::: Data records :::

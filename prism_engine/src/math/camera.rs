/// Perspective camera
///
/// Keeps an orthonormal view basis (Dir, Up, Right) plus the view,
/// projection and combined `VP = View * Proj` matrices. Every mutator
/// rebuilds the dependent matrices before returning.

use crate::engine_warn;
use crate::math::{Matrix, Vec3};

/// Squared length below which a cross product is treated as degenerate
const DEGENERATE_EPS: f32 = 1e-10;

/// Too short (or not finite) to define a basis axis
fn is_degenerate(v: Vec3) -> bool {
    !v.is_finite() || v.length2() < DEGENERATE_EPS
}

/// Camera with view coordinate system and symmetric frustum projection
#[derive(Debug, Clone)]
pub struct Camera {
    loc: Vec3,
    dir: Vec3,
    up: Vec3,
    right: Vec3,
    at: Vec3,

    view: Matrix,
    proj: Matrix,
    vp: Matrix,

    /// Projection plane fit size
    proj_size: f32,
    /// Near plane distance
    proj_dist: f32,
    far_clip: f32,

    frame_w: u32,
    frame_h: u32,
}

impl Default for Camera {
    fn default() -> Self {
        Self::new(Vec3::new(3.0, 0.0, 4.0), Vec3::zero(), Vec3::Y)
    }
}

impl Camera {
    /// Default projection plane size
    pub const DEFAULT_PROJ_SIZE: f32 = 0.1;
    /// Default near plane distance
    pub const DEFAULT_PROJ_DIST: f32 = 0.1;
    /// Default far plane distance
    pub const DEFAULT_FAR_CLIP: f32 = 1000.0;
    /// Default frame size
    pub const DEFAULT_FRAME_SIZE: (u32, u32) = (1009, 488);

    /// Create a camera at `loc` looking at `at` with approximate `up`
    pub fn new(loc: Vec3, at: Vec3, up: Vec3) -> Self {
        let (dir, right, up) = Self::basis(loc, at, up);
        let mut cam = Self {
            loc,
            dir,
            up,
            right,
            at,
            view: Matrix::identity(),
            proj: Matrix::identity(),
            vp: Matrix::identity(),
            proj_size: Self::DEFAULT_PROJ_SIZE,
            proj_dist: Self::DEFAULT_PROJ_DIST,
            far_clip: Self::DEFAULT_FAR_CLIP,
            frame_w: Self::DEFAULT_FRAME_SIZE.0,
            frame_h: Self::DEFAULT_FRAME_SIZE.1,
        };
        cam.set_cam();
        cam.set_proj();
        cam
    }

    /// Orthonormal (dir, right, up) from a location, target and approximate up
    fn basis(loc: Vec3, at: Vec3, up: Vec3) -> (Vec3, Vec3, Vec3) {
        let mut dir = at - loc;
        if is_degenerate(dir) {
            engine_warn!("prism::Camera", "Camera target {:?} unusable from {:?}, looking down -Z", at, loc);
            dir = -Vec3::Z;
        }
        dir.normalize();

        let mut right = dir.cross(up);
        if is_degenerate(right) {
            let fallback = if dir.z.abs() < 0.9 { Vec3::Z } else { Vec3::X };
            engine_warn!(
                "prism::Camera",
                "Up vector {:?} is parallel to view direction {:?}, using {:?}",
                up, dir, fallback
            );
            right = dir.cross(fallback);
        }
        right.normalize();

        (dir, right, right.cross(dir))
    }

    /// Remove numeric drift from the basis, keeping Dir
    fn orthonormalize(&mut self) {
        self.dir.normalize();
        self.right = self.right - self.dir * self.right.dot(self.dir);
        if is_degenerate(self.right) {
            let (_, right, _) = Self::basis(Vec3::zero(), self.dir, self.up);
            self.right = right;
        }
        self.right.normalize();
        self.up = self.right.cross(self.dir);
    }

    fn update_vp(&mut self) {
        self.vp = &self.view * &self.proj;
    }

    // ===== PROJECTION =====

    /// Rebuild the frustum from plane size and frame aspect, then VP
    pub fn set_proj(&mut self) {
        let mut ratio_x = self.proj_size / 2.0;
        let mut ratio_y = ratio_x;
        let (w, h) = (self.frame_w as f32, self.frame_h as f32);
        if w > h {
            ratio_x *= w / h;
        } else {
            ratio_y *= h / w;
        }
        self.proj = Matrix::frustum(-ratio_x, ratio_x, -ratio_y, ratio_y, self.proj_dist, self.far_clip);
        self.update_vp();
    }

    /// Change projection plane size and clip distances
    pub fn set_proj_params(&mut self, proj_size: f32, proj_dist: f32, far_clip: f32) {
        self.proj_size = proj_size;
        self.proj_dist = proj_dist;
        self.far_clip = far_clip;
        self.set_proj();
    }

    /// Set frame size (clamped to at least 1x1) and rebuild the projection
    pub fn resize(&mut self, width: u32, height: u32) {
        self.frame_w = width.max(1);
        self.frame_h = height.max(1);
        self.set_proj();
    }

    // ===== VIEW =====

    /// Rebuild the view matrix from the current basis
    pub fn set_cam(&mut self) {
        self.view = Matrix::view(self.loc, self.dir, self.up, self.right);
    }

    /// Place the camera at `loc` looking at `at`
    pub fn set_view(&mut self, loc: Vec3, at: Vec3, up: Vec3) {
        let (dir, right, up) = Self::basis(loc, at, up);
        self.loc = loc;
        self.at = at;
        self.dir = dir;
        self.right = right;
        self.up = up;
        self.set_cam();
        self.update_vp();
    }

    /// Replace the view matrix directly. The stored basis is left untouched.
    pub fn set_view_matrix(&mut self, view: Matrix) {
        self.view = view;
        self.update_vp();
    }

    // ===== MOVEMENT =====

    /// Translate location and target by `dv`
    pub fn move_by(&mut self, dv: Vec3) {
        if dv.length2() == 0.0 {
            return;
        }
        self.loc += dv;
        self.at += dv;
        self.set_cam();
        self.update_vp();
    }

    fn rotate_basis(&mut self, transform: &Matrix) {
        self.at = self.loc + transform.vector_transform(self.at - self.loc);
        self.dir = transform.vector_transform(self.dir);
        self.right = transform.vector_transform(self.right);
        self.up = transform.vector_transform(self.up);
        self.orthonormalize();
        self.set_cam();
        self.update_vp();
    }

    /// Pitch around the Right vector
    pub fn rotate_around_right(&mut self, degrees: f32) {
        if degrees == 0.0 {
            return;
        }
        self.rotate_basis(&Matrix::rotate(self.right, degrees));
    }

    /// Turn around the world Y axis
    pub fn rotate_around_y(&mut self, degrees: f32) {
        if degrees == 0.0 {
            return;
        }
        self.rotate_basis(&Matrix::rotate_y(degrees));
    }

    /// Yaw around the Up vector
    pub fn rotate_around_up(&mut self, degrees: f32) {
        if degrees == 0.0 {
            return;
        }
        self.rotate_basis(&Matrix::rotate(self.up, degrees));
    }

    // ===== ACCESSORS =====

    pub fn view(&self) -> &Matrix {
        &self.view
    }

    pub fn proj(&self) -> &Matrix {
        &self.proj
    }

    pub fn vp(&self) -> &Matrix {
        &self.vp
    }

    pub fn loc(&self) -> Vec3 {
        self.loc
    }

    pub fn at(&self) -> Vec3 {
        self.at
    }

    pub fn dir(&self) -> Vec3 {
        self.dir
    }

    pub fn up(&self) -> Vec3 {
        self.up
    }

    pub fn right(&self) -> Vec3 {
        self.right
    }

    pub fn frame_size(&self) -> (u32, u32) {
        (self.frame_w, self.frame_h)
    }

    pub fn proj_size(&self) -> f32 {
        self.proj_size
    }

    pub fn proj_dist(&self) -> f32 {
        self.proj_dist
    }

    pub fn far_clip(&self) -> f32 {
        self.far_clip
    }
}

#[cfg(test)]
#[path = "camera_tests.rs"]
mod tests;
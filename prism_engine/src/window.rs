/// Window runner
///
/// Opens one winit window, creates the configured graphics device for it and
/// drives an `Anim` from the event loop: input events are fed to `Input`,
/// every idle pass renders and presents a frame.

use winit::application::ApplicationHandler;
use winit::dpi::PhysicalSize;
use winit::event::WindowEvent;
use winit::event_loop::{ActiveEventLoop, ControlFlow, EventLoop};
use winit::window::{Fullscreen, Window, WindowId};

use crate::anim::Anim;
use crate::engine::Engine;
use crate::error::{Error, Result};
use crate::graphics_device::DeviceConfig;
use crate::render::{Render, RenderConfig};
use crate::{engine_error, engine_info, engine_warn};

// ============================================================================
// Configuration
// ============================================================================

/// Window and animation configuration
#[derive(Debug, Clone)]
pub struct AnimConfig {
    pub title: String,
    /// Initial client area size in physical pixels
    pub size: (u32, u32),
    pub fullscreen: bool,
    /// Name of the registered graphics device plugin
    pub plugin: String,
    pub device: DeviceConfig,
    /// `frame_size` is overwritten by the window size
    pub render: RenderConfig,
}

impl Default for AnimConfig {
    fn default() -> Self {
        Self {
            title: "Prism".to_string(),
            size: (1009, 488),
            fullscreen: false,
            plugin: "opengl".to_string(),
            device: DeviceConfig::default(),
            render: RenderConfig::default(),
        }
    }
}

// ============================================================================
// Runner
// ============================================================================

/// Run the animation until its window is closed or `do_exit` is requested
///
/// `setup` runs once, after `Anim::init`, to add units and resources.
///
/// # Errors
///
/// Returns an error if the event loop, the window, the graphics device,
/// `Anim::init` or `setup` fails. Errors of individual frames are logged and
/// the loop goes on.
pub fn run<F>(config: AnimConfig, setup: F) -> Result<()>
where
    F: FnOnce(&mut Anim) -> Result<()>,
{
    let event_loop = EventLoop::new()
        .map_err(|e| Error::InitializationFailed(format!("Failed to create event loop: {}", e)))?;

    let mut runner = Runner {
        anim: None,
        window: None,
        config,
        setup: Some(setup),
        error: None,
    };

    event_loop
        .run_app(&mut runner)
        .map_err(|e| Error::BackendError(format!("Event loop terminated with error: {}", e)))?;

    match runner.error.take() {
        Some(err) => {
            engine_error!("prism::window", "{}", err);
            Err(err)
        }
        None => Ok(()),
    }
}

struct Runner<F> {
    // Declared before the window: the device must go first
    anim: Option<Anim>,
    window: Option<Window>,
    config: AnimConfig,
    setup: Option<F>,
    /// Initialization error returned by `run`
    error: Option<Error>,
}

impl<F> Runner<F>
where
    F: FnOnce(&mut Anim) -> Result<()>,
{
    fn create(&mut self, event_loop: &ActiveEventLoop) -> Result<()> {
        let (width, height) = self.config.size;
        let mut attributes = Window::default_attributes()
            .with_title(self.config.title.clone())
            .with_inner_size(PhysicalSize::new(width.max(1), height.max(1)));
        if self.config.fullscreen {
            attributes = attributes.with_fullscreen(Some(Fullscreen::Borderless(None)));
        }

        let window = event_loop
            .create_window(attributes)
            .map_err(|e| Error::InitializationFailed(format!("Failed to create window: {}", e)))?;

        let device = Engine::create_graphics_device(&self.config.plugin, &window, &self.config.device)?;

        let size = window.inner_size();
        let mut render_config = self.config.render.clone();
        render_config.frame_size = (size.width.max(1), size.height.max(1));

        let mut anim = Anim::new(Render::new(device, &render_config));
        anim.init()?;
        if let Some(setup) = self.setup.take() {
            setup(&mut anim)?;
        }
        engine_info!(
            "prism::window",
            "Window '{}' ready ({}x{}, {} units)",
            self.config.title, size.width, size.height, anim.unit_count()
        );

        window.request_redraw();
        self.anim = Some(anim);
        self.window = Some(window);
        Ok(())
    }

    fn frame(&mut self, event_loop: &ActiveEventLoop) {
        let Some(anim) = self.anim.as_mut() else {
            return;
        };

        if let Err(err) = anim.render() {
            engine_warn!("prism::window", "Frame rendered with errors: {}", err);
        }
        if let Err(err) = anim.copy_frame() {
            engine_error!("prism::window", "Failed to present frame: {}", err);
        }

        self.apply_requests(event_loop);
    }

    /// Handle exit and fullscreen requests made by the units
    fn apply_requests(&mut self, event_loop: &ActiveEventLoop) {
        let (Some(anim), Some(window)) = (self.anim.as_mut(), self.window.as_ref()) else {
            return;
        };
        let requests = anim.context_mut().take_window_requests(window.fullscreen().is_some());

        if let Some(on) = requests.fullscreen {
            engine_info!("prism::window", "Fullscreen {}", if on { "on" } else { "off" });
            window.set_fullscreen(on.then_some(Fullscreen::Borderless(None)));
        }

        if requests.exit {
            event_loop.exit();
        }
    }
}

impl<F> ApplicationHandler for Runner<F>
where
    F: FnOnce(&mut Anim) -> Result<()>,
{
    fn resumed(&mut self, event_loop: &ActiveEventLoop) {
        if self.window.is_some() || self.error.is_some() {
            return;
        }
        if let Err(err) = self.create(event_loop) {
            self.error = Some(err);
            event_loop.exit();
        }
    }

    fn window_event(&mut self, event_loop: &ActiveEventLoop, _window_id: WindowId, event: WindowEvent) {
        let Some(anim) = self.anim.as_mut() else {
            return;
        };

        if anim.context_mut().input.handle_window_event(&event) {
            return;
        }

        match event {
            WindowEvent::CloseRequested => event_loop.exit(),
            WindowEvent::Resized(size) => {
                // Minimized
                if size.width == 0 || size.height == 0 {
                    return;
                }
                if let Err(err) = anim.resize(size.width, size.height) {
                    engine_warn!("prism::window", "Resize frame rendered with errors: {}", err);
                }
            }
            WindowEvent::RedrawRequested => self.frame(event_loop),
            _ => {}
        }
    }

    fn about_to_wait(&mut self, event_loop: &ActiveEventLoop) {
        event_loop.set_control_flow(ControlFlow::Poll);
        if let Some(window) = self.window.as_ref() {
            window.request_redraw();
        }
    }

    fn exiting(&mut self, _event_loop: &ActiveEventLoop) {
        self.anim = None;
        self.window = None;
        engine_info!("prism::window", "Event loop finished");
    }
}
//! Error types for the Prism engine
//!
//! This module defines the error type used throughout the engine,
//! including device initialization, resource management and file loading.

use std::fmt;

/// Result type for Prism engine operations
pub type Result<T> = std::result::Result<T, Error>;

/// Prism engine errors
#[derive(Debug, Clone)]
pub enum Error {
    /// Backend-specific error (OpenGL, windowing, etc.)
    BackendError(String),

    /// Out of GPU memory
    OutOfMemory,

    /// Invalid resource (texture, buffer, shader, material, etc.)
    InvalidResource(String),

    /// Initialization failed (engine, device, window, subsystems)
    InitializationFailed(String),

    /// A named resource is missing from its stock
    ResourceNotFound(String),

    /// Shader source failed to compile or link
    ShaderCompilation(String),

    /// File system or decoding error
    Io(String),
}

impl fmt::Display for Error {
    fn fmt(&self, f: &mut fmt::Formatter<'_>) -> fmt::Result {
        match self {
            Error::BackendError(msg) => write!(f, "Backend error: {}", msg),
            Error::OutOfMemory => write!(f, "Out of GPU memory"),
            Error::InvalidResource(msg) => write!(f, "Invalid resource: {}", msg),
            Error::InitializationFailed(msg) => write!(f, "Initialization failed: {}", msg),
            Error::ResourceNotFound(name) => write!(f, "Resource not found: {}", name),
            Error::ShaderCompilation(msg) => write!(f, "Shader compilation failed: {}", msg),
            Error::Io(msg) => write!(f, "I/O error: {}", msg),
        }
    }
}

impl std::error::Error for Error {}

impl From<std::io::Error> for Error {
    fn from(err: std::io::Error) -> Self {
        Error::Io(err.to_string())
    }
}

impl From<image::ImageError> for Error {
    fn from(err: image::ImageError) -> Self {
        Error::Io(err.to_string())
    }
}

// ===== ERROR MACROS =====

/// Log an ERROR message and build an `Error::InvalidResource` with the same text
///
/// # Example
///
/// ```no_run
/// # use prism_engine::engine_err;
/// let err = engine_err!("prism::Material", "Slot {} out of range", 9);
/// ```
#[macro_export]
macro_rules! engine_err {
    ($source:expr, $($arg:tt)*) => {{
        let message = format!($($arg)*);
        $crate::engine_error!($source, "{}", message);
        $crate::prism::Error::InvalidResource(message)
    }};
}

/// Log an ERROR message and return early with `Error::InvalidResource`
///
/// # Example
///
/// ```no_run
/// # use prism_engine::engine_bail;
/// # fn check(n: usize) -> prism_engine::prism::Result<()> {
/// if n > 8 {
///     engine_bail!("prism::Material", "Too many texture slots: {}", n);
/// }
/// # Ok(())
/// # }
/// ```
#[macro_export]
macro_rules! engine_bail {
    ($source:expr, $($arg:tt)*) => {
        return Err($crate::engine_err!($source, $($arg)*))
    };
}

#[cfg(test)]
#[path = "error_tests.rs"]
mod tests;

:::
::: Data records :::

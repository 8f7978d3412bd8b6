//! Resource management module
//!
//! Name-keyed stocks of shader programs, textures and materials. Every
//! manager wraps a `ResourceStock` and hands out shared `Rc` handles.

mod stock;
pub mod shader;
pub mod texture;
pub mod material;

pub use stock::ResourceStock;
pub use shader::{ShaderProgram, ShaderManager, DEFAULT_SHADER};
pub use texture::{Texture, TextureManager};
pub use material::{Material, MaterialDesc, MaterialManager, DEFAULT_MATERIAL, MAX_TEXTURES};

:::
::: Data records :::

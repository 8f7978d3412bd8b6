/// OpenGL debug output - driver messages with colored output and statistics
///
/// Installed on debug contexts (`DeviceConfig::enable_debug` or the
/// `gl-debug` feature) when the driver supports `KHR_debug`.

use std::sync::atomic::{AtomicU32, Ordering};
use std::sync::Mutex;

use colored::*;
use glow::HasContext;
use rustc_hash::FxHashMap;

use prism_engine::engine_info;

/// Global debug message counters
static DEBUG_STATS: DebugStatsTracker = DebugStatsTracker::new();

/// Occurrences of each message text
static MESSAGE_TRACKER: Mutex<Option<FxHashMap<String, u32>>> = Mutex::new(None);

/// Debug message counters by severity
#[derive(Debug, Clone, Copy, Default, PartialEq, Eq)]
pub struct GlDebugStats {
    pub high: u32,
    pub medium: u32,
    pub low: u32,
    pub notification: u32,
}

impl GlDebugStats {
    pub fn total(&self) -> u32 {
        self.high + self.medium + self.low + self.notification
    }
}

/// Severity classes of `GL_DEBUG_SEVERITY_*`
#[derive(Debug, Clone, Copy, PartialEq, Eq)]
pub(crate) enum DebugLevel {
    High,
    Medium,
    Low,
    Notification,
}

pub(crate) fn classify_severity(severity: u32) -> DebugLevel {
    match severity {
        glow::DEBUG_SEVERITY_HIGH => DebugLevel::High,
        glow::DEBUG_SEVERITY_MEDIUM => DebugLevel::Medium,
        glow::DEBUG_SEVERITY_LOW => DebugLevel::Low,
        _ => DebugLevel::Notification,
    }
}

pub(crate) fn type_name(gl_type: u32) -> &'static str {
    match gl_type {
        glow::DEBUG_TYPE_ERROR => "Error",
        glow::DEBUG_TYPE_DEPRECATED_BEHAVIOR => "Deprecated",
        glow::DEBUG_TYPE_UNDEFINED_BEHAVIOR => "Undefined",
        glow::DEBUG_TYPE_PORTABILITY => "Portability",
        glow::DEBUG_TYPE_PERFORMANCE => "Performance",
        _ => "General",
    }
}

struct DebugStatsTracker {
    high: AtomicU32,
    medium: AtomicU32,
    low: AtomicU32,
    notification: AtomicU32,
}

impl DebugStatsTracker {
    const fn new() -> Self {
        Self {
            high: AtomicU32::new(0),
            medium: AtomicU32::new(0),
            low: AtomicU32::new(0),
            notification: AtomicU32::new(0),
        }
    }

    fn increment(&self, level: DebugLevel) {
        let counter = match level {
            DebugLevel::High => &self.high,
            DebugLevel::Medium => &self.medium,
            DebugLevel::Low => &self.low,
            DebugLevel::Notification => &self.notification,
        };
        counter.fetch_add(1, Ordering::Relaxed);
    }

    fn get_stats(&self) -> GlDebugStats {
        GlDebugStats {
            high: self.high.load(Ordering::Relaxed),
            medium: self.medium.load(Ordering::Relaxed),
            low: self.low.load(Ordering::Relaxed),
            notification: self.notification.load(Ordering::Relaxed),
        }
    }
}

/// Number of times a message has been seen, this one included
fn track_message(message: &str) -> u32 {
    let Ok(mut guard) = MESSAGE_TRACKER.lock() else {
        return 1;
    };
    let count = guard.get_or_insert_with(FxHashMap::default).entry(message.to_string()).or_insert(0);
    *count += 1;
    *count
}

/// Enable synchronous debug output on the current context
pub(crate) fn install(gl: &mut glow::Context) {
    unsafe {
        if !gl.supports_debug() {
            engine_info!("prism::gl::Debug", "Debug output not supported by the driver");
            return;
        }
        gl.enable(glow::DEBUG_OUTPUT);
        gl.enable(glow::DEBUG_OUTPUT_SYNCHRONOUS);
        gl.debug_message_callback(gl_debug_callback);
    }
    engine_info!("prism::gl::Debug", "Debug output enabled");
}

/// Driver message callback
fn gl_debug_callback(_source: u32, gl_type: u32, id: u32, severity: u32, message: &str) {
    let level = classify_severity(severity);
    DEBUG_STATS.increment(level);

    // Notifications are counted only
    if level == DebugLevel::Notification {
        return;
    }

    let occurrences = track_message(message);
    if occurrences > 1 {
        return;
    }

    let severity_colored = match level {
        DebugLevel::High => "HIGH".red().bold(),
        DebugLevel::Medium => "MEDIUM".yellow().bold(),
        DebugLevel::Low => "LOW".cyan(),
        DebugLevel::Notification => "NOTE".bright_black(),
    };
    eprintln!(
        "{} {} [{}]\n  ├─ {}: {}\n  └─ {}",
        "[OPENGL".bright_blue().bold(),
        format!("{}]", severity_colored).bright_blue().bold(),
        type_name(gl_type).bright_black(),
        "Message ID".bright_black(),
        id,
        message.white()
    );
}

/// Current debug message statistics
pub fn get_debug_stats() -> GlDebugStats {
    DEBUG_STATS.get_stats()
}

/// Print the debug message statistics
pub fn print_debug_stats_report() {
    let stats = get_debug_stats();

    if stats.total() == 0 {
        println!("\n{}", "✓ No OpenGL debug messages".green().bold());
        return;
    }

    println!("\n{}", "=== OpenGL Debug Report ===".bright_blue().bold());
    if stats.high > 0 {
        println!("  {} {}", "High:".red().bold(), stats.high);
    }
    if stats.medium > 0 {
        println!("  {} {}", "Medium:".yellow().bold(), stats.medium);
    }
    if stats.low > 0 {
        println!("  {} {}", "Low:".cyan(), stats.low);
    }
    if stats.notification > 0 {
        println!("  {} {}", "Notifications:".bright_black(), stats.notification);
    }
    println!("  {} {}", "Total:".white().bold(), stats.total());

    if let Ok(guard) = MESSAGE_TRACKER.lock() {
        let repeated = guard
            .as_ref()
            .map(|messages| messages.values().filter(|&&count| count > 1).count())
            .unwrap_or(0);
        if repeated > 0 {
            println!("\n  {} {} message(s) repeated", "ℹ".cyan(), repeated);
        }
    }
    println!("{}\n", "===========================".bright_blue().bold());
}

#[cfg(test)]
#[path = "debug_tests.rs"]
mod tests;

:::

Beginning with the line that has "aspect, then VP" and ending with the line that has "let (w, h) = (self.frame_w", set down the lines above exactly and include no others.

# Result for this exercise:
    /// Rebuild the frustum from plane size and frame aspect, then VP
    pub fn set_proj(&mut self) {
        let mut ratio_x = self.proj_size / 2.0;
        let mut ratio_y = ratio_x;
        let (w, h) = (self.frame_w as f32, self.frame_h as f32);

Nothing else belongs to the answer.